Lilia Giugni recently presented the research paper at the Sinergie-SIMA 2018 Conference in Venice. Lilia is a native of the Naples region, and conducted three research field trips to Ercolano, conducting more than 60 interviews and operating as both an observer and participant at Cooperative Siani.
Lilia discusses here some of the new paper’s findings and conclusions:
The deep-seated problems of a community like Ercolano actually provide opportunities for social innovation. The high rate of local unemployment translated into a readily available workforce for the agricultural activities of Cooperative Siani. The cooperative began operations out of a flat once owned by a mafia boss, which was confiscated by the Italian authorities and donated to social enterprise through an anti-mafia law, and their honey and tomato farm was also seized from a criminal family. It’s to Cooperativa Siani’s credit that its founders decided to exploit these opportunities.
Cooperativa Siani faced enormous legitimation challenges. The cooperative needed buy-in from many different audiences including consumers for its agricultural products and business partners such as retailers. They also needed to ensure that, as an anti-mafia cooperative, their personal activities didn’t raise any suspicions or credibility issues.
A key to the cooperative’s radical cultural entrepreneurship was to base its mission on locally grounded innovation. While billing itself as an anti-mafia organisation, the cooperative also needed to be seen as creating economic opportunity for the entire town. So the founders struck important relationships with local business owners and institutions such as Ercolano’s City Council and the local carabinieri or Italian military police. This required a delicate balance: appearing to the ultimate anti-mafia activists and marketing themselves as reliable business owners.

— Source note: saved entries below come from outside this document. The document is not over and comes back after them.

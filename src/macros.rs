//! Declarative helpers for the protocol's closed tables: command codes,
//! protocol revisions and TinyTuya-compatible error codes.

/// Declares `CommandType` with its numeric codes plus lookup helpers.
macro_rules! define_command_type {
    ($($name:ident = $val:literal),+ $(,)?) => {
        /// Tuya command codes (TinyTuya numbering).
        #[derive(Debug, Clone, Copy, PartialEq, Eq, Hash)]
        #[repr(u32)]
        pub enum CommandType {
            $($name = $val),+
        }

        impl CommandType {
            pub const ALL: &'static [CommandType] = &[$(CommandType::$name),+];

            /// Looks up a command by its wire code.
            pub fn from_u32(code: u32) -> Option<Self> {
                match code {
                    $($val => Some(CommandType::$name),)+
                    _ => None,
                }
            }

            pub fn name(&self) -> &'static str {
                match self {
                    $(CommandType::$name => stringify!($name),)+
                }
            }
        }

        impl From<CommandType> for u32 {
            fn from(cmd: CommandType) -> u32 {
                cmd as u32
            }
        }
    };
}

/// Declares `Version` with its wire string and numeric value.
macro_rules! define_version {
    ($($name:ident = ($s:literal, $v:literal)),+ $(,)?) => {
        /// Tuya local protocol revision.
        ///
        /// Variants are ordered, so `version >= Version::V3_4` reads naturally.
        #[derive(Debug, Clone, Copy, PartialEq, Eq, Hash, PartialOrd, Ord)]
        pub enum Version {
            $($name),+
        }

        impl Version {
            pub const ALL: &'static [Version] = &[$(Version::$name),+];

            /// Wire representation, e.g. `"3.3"`.
            pub fn as_str(&self) -> &'static str {
                match self {
                    $(Version::$name => $s,)+
                }
            }

            pub fn as_bytes(&self) -> &'static [u8] {
                self.as_str().as_bytes()
            }

            pub fn val(&self) -> f32 {
                match self {
                    $(Version::$name => $v,)+
                }
            }
        }

        impl std::str::FromStr for Version {
            type Err = $crate::error::TuyaError;

            fn from_str(s: &str) -> std::result::Result<Self, Self::Err> {
                match s.trim() {
                    $($s => Ok(Version::$name),)+
                    other => Err($crate::error::TuyaError::UnsupportedVersion(other.to_string())),
                }
            }
        }

        impl TryFrom<f64> for Version {
            type Error = $crate::error::TuyaError;

            fn try_from(v: f64) -> std::result::Result<Self, Self::Error> {
                format!("{:.1}", v).parse()
            }
        }

        impl TryFrom<&str> for Version {
            type Error = $crate::error::TuyaError;

            fn try_from(s: &str) -> std::result::Result<Self, Self::Error> {
                s.parse()
            }
        }

        impl std::fmt::Display for Version {
            fn fmt(&self, f: &mut std::fmt::Formatter<'_>) -> std::fmt::Result {
                f.write_str(self.as_str())
            }
        }

        impl serde::Serialize for Version {
            fn serialize<S: serde::Serializer>(&self, serializer: S) -> std::result::Result<S::Ok, S::Error> {
                serializer.serialize_str(self.as_str())
            }
        }

        impl<'de> serde::Deserialize<'de> for Version {
            fn deserialize<D: serde::Deserializer<'de>>(deserializer: D) -> std::result::Result<Self, D::Error> {
                #[derive(serde::Deserialize)]
                #[serde(untagged)]
                enum Repr {
                    Str(String),
                    Num(f64),
                }

                match Repr::deserialize(deserializer)? {
                    Repr::Str(s) => s.parse().map_err(serde::de::Error::custom),
                    Repr::Num(n) => Version::try_from(n).map_err(serde::de::Error::custom),
                }
            }
        }
    };
}

/// Declares error code constants and `get_error_message`.
macro_rules! define_error_codes {
    ($($name:ident = $code:literal => $msg:literal),+ $(,)?) => {
        $(pub const $name: u32 = $code;)+

        /// Human readable text for a TinyTuya error code.
        pub fn get_error_message(code: u32) -> &'static str {
            match code {
                $($code => $msg,)+
                _ => "Unknown Error",
            }
        }
    };
}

Language and images were very important for the cooperative’s legitimacy. Tomatoes produced by the coop were nick-named pizzini, dialect for small, pointed objects, but also an infamous term for the messages Sicilian mafia affiliates used to communicate. The cooperative also reminded consumers of its anti-mafia credentials by including on all its jars and labels the face of Giancarlo Siani, a Neopolitan journalist murdered by the Camorra after whom the cooperative was named.